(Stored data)
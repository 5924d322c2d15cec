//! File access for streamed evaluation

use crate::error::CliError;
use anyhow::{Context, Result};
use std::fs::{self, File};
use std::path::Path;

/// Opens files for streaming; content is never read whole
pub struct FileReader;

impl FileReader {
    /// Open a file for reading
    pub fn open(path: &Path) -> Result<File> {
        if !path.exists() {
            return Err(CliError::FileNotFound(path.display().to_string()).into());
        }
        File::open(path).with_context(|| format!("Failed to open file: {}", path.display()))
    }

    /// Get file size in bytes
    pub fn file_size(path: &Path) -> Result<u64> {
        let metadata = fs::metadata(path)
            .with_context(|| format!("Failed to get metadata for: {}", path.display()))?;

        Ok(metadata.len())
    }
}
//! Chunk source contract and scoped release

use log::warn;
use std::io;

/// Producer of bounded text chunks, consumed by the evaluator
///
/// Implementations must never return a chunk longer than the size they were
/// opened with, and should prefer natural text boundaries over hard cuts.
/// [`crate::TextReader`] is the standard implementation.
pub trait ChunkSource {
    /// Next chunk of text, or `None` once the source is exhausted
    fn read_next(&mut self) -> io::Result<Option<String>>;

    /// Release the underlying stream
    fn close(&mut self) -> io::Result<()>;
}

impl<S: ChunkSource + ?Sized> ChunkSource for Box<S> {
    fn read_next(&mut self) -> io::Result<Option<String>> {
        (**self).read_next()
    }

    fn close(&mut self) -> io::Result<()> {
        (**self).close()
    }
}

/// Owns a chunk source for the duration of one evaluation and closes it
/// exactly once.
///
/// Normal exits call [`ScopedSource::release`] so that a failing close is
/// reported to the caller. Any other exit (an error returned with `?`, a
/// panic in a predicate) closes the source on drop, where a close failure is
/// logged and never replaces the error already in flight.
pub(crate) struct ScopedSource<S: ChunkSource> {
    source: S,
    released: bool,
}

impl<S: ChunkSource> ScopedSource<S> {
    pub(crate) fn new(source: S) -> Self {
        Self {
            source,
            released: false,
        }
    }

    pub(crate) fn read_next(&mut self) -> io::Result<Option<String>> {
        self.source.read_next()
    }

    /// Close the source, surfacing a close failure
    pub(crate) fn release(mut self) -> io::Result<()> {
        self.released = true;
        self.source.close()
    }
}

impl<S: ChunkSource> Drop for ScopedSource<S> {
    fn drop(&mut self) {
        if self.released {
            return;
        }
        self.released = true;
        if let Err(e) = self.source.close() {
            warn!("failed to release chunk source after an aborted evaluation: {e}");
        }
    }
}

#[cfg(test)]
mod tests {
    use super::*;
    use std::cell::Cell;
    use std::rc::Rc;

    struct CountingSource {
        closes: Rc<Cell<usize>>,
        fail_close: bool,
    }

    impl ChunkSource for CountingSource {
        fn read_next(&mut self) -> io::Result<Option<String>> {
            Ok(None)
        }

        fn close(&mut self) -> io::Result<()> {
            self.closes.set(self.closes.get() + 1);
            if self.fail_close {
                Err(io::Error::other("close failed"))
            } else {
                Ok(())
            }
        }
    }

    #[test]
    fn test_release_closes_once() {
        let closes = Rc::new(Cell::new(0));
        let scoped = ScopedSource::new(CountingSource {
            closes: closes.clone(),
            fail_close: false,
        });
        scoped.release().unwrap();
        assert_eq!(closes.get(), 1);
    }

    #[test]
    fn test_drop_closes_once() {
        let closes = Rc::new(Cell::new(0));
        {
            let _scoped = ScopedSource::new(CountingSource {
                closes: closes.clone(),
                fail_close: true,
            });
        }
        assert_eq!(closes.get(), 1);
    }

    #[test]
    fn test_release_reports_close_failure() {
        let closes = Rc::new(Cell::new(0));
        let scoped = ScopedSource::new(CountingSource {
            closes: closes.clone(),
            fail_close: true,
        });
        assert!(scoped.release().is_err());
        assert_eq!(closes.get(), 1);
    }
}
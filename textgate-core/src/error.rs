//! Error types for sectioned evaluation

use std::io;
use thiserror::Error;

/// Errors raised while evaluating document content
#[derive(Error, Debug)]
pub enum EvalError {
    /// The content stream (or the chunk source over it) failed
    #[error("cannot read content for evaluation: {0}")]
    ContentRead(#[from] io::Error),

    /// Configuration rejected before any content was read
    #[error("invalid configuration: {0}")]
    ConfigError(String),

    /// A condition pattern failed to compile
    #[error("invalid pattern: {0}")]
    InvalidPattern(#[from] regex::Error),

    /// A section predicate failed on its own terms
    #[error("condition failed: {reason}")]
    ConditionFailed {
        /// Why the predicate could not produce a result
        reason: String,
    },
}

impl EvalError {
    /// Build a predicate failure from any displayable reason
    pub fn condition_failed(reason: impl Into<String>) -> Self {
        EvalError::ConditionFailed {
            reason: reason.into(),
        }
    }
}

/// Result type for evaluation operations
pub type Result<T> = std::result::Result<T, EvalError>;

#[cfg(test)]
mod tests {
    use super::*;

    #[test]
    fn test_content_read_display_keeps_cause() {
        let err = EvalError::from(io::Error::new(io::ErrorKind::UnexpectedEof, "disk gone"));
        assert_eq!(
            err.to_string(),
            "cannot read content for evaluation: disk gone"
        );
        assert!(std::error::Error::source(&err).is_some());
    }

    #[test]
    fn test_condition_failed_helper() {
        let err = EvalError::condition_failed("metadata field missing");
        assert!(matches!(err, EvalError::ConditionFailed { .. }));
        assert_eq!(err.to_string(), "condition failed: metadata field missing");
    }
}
---
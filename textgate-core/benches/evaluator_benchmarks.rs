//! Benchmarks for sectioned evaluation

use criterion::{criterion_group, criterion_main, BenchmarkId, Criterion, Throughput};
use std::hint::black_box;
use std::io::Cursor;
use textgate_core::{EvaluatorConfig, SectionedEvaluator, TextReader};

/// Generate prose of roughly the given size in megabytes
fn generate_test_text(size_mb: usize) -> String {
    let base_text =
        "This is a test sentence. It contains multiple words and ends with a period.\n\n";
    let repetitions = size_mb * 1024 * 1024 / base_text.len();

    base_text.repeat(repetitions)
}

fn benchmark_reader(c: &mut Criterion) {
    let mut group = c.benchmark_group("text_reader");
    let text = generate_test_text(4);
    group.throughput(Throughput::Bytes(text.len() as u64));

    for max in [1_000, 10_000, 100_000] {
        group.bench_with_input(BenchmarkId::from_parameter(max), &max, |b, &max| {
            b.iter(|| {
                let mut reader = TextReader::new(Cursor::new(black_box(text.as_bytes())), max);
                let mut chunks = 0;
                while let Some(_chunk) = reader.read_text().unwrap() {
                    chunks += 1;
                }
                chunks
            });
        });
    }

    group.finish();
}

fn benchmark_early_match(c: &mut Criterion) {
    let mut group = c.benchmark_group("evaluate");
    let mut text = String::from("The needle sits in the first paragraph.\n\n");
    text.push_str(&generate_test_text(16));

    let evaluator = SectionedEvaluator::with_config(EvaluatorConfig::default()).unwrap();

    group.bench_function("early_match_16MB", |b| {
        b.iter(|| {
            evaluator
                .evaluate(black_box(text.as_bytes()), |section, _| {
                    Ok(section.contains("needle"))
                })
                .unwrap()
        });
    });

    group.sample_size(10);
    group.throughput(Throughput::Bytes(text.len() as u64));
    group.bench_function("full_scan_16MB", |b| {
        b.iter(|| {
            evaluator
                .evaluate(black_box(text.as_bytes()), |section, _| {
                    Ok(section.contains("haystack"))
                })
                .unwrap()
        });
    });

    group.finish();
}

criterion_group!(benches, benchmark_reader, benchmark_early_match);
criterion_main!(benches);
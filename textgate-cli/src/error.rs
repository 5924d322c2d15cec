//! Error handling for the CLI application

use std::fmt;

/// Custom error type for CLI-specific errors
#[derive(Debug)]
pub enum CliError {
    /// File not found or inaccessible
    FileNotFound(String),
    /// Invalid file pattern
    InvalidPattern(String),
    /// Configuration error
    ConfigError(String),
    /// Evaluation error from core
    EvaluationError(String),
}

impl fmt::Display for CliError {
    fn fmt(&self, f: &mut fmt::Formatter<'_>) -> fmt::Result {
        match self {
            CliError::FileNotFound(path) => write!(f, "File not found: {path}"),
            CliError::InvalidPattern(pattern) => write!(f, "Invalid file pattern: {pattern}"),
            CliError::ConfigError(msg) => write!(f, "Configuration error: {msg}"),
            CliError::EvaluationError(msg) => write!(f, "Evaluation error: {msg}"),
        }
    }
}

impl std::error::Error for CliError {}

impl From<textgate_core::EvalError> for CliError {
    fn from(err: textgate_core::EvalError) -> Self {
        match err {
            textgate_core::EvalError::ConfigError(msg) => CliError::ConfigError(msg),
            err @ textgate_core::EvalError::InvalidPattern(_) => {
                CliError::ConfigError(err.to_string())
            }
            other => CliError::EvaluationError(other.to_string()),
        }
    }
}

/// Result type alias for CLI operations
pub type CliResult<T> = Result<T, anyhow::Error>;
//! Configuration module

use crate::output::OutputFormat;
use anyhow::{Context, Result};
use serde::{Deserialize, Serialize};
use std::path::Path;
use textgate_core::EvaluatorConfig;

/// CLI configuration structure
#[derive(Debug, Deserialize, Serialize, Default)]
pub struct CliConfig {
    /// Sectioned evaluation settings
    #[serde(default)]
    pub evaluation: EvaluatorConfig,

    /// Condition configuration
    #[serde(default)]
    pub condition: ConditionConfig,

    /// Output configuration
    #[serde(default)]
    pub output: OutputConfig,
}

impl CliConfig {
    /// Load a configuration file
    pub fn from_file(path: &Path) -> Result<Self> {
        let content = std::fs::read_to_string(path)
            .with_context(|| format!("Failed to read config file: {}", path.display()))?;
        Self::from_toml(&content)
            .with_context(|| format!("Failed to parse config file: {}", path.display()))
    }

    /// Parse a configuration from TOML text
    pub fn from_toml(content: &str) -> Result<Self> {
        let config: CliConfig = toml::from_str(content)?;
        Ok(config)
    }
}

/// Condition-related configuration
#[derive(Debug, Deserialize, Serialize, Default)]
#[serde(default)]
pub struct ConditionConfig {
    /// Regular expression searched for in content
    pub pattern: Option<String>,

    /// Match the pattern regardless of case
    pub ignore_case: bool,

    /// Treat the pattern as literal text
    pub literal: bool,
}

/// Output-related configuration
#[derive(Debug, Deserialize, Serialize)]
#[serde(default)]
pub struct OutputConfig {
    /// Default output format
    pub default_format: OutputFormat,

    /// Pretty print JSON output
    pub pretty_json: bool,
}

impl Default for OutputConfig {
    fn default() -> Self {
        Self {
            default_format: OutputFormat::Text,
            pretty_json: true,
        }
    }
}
* * *
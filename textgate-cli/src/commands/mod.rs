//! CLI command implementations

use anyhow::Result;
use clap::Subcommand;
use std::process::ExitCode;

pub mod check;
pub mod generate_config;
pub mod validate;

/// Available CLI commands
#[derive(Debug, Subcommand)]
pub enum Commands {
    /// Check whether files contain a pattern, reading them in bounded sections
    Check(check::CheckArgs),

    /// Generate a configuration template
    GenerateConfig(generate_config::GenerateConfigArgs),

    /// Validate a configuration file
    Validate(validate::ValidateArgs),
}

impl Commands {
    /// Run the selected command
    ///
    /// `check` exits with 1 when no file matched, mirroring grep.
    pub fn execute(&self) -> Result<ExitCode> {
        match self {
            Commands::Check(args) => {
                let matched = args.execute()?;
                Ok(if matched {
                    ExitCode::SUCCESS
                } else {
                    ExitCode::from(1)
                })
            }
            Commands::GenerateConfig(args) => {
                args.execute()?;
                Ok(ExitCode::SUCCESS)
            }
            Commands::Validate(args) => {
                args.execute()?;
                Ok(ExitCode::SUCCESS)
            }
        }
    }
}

- _Assignment_: The answer must be every line from the records above that contains "bool".

- _Solution to the exercise_:
    released: bool,
        fail_close: bool,
    pub ignore_case: bool,
    pub literal: bool,
    pub pretty_json: bool,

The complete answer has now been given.